Saved data entries:
<<<<

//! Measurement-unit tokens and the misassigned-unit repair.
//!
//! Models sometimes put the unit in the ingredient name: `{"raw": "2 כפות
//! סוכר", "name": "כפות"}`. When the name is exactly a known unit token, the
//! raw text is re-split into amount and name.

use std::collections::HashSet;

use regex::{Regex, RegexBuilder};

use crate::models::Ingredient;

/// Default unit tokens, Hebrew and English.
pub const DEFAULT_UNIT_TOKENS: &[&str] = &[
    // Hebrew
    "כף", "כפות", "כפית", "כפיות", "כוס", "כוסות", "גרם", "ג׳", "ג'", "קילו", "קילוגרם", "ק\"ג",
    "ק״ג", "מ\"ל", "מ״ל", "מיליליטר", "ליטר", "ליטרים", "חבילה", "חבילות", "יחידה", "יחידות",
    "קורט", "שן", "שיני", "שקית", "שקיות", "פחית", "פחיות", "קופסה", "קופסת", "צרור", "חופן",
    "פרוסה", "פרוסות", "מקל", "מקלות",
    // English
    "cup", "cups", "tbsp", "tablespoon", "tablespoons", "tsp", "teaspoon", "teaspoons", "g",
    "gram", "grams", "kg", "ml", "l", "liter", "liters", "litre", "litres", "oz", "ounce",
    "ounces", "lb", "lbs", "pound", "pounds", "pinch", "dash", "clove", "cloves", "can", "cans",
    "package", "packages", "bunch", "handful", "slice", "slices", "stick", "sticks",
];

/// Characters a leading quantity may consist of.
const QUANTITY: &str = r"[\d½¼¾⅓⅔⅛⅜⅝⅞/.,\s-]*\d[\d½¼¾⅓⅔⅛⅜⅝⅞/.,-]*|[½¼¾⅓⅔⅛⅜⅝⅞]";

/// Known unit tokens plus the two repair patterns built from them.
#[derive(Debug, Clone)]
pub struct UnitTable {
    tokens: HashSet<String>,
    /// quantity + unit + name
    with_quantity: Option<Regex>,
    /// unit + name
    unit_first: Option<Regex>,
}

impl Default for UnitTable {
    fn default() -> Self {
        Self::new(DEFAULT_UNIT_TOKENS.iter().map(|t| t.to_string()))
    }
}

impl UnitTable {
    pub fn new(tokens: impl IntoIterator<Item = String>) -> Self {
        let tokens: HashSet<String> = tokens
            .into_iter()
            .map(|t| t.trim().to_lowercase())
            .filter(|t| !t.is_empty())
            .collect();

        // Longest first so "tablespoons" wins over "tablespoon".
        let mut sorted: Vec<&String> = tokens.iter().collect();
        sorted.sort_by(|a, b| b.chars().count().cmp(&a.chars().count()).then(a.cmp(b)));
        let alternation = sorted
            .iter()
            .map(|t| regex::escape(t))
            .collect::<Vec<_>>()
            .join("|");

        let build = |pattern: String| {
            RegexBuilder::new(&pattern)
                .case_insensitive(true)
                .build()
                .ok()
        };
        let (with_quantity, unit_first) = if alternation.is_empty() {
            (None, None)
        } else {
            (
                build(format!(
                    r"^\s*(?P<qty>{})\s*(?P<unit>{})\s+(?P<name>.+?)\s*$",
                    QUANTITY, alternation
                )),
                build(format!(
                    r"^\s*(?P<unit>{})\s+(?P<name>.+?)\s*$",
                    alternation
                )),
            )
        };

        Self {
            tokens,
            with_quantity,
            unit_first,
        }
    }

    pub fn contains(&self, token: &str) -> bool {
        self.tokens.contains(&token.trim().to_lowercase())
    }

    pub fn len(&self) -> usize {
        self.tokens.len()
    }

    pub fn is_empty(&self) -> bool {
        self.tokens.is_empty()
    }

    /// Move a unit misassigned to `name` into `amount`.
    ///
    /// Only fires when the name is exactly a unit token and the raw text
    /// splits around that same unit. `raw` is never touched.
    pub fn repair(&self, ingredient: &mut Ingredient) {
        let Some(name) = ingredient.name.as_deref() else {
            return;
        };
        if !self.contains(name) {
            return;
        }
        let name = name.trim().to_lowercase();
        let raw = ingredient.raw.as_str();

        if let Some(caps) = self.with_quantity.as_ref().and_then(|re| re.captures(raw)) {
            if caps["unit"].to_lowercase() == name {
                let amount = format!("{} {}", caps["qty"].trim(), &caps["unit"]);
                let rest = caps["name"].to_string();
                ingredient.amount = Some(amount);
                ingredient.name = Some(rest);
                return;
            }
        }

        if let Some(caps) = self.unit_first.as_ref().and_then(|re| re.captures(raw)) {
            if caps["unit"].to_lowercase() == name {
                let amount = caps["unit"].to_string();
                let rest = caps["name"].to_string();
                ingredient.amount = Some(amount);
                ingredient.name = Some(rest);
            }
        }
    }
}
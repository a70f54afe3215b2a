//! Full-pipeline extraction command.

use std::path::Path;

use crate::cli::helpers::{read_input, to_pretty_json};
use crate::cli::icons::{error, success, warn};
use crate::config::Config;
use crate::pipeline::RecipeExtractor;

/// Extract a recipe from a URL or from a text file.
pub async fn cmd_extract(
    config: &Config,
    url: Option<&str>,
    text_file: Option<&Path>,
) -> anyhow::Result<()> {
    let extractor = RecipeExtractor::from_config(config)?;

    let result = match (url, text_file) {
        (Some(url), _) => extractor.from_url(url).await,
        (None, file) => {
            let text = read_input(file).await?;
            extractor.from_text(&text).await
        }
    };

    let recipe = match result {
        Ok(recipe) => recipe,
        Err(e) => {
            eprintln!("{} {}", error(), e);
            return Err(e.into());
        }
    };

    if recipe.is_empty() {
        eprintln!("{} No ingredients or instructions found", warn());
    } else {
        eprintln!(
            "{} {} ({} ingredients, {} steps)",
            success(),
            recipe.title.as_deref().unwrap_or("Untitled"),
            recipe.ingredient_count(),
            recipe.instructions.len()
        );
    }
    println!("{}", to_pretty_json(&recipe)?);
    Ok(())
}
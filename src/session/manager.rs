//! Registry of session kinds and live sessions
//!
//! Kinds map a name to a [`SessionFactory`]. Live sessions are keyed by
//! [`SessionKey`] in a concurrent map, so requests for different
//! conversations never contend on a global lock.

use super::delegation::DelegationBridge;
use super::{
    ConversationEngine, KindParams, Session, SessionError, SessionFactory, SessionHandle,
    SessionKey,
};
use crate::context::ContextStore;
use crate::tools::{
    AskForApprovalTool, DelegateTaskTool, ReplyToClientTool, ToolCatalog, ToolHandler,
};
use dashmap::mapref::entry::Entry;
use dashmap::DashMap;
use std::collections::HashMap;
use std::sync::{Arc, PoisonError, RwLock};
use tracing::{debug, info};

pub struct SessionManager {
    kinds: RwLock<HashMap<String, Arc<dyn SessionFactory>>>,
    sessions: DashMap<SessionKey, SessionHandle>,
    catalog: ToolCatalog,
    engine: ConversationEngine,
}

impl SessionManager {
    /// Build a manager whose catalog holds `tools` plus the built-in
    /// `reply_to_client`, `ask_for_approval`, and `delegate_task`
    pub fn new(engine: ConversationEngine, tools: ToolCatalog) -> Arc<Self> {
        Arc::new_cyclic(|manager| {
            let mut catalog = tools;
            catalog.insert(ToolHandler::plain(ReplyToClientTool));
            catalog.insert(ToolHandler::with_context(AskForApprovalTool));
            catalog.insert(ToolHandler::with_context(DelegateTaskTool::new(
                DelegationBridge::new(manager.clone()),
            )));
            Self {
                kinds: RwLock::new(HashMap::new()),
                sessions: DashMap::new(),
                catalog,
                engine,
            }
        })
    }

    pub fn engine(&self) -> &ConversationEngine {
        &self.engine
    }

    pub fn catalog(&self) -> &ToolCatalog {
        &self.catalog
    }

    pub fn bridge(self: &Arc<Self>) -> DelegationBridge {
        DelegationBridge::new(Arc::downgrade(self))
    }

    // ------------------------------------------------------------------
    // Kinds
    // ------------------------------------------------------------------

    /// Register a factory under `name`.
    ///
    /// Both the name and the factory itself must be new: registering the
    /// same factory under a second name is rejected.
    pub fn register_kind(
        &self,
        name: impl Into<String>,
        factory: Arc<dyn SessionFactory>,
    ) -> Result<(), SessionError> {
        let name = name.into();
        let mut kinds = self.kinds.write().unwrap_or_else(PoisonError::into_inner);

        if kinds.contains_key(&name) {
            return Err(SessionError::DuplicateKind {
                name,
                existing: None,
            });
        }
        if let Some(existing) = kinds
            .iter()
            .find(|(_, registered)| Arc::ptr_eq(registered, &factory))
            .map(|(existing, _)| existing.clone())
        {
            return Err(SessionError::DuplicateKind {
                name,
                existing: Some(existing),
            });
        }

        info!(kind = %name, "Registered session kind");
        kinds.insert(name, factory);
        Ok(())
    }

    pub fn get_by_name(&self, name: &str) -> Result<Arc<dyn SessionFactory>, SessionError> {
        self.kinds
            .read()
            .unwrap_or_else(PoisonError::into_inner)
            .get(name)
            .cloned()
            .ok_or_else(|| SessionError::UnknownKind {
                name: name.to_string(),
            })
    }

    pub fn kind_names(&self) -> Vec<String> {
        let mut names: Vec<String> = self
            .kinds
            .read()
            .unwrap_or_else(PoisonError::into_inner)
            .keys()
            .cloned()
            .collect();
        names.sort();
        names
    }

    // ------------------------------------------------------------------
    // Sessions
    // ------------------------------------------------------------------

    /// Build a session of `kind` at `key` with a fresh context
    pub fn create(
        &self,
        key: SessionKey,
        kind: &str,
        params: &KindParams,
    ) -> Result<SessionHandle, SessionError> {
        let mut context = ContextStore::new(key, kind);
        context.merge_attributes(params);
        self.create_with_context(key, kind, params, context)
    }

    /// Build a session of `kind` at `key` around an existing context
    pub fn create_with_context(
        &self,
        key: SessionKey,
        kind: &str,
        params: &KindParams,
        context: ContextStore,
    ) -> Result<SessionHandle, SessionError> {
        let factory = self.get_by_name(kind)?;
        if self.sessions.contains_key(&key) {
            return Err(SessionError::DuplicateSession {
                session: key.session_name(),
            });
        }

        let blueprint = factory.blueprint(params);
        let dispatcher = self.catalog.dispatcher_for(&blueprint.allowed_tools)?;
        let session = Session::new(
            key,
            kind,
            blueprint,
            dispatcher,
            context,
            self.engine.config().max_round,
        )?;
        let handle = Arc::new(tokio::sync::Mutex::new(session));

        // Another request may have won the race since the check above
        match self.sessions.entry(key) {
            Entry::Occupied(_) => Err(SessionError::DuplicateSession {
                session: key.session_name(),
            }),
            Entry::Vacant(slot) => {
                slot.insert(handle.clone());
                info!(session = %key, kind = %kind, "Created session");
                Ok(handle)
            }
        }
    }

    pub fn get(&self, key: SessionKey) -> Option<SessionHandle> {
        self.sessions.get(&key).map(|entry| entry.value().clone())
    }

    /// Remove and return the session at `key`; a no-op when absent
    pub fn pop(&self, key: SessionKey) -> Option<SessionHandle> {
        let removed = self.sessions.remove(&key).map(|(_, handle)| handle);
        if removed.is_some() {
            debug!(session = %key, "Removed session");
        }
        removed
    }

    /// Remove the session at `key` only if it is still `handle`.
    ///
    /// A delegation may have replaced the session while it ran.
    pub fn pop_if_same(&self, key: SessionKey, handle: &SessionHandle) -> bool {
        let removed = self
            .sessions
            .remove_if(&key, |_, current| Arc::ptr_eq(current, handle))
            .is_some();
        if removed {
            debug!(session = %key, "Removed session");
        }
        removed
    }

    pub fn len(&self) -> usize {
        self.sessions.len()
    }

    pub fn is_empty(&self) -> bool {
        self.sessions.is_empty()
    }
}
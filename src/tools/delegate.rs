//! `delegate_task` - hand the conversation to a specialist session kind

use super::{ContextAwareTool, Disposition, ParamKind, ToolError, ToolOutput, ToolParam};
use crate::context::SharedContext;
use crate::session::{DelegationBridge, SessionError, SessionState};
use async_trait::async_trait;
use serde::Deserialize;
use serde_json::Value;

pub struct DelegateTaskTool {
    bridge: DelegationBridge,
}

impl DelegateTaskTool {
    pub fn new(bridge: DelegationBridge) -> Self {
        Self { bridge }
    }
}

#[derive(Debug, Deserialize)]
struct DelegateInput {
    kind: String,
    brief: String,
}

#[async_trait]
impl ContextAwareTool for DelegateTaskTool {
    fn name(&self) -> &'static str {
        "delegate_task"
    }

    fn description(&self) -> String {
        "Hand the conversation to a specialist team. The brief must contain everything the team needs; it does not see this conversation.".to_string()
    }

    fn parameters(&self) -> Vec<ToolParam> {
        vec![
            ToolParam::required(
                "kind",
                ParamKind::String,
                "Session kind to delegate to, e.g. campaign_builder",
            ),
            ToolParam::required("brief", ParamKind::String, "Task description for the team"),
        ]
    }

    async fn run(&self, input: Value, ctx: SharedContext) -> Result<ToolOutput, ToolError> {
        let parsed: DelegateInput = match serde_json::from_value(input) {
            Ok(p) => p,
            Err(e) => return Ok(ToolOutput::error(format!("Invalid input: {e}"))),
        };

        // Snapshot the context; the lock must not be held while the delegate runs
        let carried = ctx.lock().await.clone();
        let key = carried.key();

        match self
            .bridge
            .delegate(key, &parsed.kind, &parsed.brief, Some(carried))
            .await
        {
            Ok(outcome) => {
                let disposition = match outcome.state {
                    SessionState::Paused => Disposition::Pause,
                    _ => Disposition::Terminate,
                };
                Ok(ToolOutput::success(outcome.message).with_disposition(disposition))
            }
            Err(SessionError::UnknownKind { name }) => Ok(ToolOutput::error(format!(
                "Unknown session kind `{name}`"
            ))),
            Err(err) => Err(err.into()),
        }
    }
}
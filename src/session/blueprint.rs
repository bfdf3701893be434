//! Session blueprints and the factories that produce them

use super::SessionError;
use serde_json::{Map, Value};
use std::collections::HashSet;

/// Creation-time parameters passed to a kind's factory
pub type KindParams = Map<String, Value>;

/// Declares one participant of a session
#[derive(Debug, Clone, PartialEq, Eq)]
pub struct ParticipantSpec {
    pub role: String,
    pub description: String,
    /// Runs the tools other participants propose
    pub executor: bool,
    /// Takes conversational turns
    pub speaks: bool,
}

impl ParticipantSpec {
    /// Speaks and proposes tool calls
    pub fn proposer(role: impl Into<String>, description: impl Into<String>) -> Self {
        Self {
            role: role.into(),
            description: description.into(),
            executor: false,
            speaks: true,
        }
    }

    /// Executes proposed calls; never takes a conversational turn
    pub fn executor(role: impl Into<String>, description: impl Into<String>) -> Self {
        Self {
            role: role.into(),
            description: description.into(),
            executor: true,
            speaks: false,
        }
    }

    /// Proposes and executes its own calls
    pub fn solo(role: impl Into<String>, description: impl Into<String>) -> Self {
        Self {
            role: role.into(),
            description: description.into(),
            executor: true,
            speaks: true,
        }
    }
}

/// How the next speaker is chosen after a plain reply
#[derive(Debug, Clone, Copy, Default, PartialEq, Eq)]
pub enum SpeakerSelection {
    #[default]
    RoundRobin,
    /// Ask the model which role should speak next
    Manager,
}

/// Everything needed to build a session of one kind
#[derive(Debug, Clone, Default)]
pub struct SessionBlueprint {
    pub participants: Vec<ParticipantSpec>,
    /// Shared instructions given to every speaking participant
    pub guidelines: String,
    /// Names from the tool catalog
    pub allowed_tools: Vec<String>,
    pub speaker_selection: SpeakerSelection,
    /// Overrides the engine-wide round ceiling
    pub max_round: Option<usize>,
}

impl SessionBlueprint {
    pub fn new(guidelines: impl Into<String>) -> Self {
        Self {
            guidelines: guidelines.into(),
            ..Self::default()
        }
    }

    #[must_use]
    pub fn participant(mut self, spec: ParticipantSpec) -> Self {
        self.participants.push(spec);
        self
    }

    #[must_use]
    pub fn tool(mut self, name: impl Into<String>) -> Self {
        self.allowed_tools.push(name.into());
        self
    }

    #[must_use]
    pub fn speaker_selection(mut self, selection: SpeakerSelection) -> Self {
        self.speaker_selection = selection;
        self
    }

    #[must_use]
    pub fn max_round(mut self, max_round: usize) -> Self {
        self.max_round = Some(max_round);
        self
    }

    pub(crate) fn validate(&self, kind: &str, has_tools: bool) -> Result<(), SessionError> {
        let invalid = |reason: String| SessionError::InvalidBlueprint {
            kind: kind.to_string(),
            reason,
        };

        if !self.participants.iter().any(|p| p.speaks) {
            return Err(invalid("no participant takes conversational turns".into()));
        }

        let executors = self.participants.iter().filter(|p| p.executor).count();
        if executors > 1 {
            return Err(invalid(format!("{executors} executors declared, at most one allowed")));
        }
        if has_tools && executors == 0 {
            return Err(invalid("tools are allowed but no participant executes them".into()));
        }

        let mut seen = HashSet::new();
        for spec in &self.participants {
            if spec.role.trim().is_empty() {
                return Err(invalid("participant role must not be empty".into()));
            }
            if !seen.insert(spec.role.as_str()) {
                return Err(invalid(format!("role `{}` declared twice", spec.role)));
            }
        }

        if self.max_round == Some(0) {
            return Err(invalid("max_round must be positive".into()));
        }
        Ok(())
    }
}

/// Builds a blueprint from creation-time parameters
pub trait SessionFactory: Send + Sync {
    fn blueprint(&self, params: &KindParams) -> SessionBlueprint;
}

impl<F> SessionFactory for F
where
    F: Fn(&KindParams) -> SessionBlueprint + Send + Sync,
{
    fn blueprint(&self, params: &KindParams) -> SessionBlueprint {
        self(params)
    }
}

>>>>

ASSIGNED TASK:
Task for the records above: copy every line in which the word "existing" occurs.

RESPONSE FOR THIS EXERCISE:
                existing: None,
        if let Some(existing) = kinds
            .map(|(existing, _)| existing.clone())
                existing: Some(existing),
    /// Build a session of `kind` at `key` around an existing context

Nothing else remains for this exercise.